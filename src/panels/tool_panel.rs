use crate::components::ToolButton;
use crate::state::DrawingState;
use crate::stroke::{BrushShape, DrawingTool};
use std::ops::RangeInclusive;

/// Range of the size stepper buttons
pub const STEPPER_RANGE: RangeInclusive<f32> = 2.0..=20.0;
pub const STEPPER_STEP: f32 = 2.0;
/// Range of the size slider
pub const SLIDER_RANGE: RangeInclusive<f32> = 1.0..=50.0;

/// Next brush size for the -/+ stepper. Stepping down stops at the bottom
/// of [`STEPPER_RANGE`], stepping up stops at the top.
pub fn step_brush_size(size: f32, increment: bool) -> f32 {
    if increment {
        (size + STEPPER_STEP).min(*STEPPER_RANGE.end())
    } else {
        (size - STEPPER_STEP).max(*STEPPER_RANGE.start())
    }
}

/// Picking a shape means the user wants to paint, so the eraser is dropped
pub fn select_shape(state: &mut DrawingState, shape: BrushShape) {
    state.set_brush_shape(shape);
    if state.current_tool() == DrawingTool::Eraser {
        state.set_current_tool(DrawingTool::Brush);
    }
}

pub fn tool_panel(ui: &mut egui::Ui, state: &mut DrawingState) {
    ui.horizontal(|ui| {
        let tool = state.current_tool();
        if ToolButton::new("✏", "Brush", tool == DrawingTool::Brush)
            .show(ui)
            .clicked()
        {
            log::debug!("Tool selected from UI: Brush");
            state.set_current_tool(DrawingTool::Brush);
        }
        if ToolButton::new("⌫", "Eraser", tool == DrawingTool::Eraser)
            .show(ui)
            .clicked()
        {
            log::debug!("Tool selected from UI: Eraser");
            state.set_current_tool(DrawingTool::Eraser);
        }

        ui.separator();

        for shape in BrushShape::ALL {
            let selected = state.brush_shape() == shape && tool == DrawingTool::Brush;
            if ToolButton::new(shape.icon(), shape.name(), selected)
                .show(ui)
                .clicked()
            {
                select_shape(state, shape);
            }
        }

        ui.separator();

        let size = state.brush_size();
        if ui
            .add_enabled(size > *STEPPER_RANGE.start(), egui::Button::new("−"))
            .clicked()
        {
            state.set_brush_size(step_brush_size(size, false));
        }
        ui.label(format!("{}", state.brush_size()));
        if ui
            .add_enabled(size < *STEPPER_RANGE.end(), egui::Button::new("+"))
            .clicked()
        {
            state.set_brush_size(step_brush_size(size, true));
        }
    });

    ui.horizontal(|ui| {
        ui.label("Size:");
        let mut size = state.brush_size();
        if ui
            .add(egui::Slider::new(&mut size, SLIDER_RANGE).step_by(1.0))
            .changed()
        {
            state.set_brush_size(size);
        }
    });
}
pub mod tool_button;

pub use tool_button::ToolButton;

* * *

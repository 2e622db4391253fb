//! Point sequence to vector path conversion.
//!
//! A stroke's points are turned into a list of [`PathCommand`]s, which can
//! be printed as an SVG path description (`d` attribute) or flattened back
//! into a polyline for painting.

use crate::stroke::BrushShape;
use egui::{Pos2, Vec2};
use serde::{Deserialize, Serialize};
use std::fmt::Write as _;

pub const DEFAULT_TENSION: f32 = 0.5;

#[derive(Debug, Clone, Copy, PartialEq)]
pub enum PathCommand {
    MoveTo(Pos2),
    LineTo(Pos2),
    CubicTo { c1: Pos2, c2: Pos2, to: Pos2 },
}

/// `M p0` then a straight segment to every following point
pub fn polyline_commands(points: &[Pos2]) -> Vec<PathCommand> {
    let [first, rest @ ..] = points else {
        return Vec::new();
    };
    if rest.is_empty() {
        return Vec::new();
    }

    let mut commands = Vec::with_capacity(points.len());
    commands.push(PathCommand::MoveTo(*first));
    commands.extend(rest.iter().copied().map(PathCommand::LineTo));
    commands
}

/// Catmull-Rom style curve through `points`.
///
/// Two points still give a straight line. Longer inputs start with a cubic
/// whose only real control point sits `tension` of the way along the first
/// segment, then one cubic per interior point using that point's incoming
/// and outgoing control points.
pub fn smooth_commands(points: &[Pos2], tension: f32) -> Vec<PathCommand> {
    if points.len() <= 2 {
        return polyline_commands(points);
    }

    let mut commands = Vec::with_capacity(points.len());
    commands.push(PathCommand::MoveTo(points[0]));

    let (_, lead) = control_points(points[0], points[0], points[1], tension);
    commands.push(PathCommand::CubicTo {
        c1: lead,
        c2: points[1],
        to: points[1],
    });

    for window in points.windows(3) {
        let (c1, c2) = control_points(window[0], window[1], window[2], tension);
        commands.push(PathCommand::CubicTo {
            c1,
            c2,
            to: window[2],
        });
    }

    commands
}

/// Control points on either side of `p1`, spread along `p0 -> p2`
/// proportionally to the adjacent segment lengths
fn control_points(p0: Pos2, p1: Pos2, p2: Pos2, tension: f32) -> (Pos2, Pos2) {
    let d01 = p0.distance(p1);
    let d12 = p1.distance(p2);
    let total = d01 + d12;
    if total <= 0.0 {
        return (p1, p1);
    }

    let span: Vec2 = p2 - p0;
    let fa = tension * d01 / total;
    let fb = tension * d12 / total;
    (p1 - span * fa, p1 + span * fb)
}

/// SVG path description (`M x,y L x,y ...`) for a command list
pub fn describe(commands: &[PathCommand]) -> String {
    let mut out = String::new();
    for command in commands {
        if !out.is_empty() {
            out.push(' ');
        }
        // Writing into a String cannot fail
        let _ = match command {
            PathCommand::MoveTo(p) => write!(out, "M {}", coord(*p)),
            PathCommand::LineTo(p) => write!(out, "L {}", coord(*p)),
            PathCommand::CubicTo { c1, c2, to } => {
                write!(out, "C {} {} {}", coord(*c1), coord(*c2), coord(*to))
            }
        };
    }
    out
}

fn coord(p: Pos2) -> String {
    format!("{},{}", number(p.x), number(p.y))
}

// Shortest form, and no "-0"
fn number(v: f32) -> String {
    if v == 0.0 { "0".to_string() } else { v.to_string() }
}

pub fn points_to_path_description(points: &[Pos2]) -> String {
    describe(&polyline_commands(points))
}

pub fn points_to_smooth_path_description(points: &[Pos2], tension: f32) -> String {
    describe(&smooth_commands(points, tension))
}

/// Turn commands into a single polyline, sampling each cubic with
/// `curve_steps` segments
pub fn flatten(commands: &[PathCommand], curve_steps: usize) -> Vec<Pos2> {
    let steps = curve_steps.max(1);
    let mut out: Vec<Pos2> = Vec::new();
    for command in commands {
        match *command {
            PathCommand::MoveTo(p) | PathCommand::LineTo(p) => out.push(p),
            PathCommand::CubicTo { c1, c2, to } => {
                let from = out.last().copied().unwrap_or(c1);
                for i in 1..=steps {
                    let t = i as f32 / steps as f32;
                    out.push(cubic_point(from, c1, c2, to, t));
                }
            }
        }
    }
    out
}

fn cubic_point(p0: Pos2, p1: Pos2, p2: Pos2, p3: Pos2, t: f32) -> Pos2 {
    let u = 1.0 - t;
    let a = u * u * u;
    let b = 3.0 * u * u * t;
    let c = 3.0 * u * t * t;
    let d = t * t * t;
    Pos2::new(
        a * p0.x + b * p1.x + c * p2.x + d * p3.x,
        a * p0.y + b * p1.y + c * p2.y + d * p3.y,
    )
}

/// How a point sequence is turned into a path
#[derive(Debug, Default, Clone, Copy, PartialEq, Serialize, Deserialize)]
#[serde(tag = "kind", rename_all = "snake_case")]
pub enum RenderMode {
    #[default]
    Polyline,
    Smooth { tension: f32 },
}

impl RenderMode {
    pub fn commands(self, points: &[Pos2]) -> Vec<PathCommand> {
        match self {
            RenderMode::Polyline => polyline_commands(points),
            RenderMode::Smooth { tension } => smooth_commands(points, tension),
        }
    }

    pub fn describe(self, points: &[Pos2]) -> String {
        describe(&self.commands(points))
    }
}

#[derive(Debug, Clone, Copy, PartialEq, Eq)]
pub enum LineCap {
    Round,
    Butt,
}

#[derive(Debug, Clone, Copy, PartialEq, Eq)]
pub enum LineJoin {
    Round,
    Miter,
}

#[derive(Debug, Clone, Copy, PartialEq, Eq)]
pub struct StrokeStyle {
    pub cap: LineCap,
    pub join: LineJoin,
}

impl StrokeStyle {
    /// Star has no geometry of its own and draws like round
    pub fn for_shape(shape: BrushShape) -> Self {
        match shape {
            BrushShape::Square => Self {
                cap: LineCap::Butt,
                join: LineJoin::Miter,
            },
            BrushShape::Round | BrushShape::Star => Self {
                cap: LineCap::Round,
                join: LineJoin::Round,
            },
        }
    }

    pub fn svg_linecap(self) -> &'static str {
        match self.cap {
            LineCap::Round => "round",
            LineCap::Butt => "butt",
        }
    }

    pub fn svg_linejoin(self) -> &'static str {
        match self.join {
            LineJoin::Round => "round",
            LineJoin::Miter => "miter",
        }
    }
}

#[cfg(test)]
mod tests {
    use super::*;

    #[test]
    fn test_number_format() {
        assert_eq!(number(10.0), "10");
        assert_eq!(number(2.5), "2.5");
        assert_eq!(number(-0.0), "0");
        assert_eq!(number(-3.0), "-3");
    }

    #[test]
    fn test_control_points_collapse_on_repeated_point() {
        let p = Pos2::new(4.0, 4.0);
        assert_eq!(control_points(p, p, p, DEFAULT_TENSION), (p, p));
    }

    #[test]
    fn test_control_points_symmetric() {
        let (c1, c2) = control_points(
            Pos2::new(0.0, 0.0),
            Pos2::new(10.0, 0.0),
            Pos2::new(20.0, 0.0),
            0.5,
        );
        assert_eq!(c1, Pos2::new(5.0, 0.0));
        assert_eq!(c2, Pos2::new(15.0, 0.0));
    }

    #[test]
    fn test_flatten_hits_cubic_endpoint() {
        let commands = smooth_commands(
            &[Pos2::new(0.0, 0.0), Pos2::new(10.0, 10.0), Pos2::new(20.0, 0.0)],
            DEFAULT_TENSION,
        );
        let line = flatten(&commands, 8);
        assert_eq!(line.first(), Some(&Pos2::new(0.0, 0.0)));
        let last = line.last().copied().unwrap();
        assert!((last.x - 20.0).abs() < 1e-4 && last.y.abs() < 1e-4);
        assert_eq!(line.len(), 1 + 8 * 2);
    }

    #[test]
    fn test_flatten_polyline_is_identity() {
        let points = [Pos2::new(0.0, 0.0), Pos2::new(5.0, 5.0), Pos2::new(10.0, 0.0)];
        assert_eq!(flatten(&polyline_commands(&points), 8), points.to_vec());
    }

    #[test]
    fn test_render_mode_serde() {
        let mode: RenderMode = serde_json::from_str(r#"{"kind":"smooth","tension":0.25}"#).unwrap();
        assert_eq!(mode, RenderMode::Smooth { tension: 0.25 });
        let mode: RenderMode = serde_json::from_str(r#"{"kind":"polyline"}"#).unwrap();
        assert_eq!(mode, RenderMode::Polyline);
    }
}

* * *

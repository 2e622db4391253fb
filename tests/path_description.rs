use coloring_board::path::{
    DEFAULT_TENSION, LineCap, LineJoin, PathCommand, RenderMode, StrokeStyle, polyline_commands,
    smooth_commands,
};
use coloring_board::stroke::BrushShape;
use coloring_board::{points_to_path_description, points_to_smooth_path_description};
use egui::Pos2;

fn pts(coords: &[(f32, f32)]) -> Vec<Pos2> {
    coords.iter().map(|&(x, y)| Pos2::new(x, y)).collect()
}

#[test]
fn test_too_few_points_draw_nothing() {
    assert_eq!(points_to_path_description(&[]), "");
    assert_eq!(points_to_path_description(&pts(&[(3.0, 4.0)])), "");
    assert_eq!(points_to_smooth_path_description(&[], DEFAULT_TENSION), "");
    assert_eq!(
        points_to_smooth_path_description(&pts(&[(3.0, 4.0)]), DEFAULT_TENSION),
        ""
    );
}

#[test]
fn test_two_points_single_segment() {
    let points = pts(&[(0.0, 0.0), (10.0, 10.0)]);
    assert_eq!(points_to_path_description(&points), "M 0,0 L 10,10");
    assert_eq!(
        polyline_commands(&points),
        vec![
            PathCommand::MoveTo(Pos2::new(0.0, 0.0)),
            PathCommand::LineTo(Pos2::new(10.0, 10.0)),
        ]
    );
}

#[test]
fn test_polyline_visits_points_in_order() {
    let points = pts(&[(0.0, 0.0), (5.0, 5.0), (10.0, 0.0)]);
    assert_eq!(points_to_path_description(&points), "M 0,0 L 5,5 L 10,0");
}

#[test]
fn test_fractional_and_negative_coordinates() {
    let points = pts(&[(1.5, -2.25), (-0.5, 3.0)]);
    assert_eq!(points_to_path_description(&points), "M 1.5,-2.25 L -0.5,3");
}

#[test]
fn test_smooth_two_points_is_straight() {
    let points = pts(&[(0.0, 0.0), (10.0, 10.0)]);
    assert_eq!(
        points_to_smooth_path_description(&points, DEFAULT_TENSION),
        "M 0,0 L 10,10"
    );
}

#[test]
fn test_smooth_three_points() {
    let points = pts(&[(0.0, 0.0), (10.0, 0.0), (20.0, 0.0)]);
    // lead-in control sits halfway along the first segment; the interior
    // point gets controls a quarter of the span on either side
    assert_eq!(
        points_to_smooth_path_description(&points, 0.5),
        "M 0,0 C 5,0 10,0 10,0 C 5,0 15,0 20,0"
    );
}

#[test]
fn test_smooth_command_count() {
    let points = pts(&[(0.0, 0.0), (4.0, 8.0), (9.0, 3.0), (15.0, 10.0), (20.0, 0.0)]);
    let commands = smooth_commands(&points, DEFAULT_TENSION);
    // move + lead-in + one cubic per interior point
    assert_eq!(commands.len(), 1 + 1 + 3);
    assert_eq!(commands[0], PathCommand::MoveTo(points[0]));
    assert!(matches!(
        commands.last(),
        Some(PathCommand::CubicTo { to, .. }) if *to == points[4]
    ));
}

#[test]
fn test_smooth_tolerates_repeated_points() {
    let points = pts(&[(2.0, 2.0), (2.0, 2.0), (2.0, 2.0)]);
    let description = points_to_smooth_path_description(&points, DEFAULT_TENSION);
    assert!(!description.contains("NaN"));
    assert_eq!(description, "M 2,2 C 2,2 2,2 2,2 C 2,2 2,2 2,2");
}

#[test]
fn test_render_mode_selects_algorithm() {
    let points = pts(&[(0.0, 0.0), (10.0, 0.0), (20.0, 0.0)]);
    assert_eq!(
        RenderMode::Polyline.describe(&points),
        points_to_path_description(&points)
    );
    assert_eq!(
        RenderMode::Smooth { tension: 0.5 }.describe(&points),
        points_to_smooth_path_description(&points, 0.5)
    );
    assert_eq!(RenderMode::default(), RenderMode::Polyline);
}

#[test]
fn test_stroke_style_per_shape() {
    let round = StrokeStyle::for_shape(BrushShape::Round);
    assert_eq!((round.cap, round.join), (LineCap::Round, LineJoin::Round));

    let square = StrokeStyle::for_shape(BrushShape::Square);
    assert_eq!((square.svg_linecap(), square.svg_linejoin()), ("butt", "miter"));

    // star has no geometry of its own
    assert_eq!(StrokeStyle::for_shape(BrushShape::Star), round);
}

§ **Assignment**
From the records above, show each line that contains the word "list".

§ **Solution**
//! A stroke's points are turned into a list of [`PathCommand`]s, which can
/// SVG path description (`M x,y L x,y ...`) for a command list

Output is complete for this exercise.